(Saved entries)
//! Error types for mesh encoding and decoding.

use rootgen_mesh::MeshError;
use thiserror::Error;

/// Errors that can occur while reading or writing a mesh payload.
#[derive(Error, Debug)]
pub enum IoError {
    /// The XML document is malformed.
    #[error("XML error: {0}")]
    Xml(String),

    /// A base64 payload could not be decoded.
    #[error("base64 decode error: {0}")]
    Base64(String),

    /// The payload is well-formed but its content is invalid.
    #[error("invalid data: {0}")]
    InvalidData(String),

    /// The payload uses a feature this reader does not handle.
    #[error("unsupported: {0}")]
    Unsupported(String),

    /// The decoded mesh violates the mesh invariants.
    #[error("invalid mesh: {0}")]
    Mesh(#[from] MeshError),

    /// JSON (de)serialization failed.
    #[error("JSON error: {0}")]
    Json(#[from] serde_json::Error),

    /// IO error.
    #[error("IO error: {0}")]
    Io(#[from] std::io::Error),
}

/// Result type for codec operations.
pub type Result<T> = std::result::Result<T, IoError>;
//! Pipeline configuration.

use serde::{Deserialize, Serialize};

use rootgen_math::Tolerance;
use rootgen_mesh::{BoundaryMode, SmoothSettings};

use crate::cap::CapStyle;
use crate::closer::CloseSettings;
use crate::error::{Result, RootError};
use crate::frame::FrameSettings;

/// Settings for one root generation run.
#[derive(Debug, Clone, Serialize, Deserialize)]
#[serde(default)]
pub struct RootSettings {
    /// Crown points closer than this are merged before processing.
    pub weld_tolerance: f64,
    /// Smooth the crown before extracting its boundary.
    pub smooth: bool,
    /// Remove faces hanging off the crown by a single point.
    pub clean_single_point_faces: bool,
    /// Rotate the cap ring so it starts next to the first crown ring point.
    pub align_seam: bool,
    /// Distance the offset copy of the crown ring is moved toward the root.
    pub wall_offset: f64,
    /// Position tolerance when pruning faces on the crown ring.
    pub prune_tolerance: f64,
    /// Cap geometry.
    pub cap_style: CapStyle,
    /// Smoothing parameters, used when `smooth` is set.
    pub smoothing: SmoothSettings,
    /// Boundary conditioning.
    pub boundary: BoundaryMode,
    /// Frame construction.
    pub frame: FrameSettings,
    /// Shape closing.
    pub close: CloseSettings,
}

impl Default for RootSettings {
    fn default() -> Self {
        Self {
            weld_tolerance: Tolerance::DEFAULT.linear,
            smooth: true,
            clean_single_point_faces: true,
            align_seam: true,
            wall_offset: 0.5,
            prune_tolerance: Tolerance::DEFAULT.linear,
            cap_style: CapStyle::Ring,
            smoothing: SmoothSettings::default(),
            boundary: BoundaryMode::default(),
            frame: FrameSettings::default(),
            close: CloseSettings::default(),
        }
    }
}

impl RootSettings {
    /// Validate settings.
    pub fn validate(&self) -> Result<()> {
        for (name, value) in [
            ("weld_tolerance", self.weld_tolerance),
            ("prune_tolerance", self.prune_tolerance),
        ] {
            if !(value > 0.0 && value.is_finite()) {
                return Err(RootError::InvalidSettings(format!("{name} must be positive")));
            }
        }
        if !self.wall_offset.is_finite() {
            return Err(RootError::InvalidSettings(
                "wall_offset must be finite".into(),
            ));
        }
        if self.smooth {
            self.smoothing.validate()?;
        }
        self.boundary.validate()?;
        self.frame.validate()?;
        self.close.validate()
    }

    /// Parse settings from TOML. Missing keys take their defaults.
    pub fn from_toml(text: &str) -> Result<Self> {
        let settings: Self =
            toml::from_str(text).map_err(|e| RootError::InvalidSettings(e.to_string()))?;
        settings.validate()?;
        Ok(settings)
    }

    /// Serialize settings as TOML.
    pub fn to_toml(&self) -> Result<String> {
        toml::to_string(self).map_err(|e| RootError::InvalidSettings(e.to_string()))
    }
}

#[cfg(test)]
mod tests {
    use super::*;
    use crate::closer::ClosingStrategy;
    use crate::frame::HeightMode;

    #[test]
    fn test_defaults_are_valid() {
        assert!(RootSettings::default().validate().is_ok());
    }

    #[test]
    fn test_toml_round_trip() {
        let mut settings = RootSettings::default();
        settings.boundary = BoundaryMode::Spline { samples: 50 };
        settings.frame.height = HeightMode::Fixed { value: 6.0 };
        settings.close.strategy = ClosingStrategy::Loft;
        settings.cap_style = CapStyle::Disc;

        let text = settings.to_toml().unwrap();
        let parsed = RootSettings::from_toml(&text).unwrap();
        assert_eq!(parsed.boundary, BoundaryMode::Spline { samples: 50 });
        assert_eq!(parsed.frame.height, HeightMode::Fixed { value: 6.0 });
        assert_eq!(parsed.close.strategy, ClosingStrategy::Loft);
        assert_eq!(parsed.cap_style, CapStyle::Disc);
        assert_eq!(parsed.smoothing.iterations, settings.smoothing.iterations);
    }

    #[test]
    fn test_partial_toml() {
        let parsed = RootSettings::from_toml(
            r#"
smooth = false
wall_offset = 0.8

[boundary]
mode = "unordered"

[frame.height]
mode = "projected_max"
margin = 1.0
"#,
        )
        .unwrap();
        assert!(!parsed.smooth);
        assert_eq!(parsed.wall_offset, 0.8);
        assert_eq!(parsed.boundary, BoundaryMode::Unordered);
        assert_eq!(parsed.frame.height, HeightMode::ProjectedMax { margin: 1.0 });
        assert_eq!(parsed.close.timeout_secs, 30.0);
    }

    #[test]
    fn test_invalid_values() {
        assert!(matches!(
            RootSettings::from_toml("weld_tolerance = -1.0"),
            Err(RootError::InvalidSettings(_))
        ));
        assert!(matches!(
            RootSettings::from_toml("[boundary]\nmode = \"spline\"\nsamples = 2"),
            Err(RootError::InvalidSettings(_))
        ));
        assert!(RootSettings::from_toml("smooth = 3").is_err());
    }
}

§ **Problem**
From the records above, copy each line that contains the word "payload".

§ **Response to the task**
/// Errors that can occur while reading or writing a mesh payload.
    /// A base64 payload could not be decoded.
    /// The payload is well-formed but its content is invalid.
    /// The payload uses a feature this reader does not handle.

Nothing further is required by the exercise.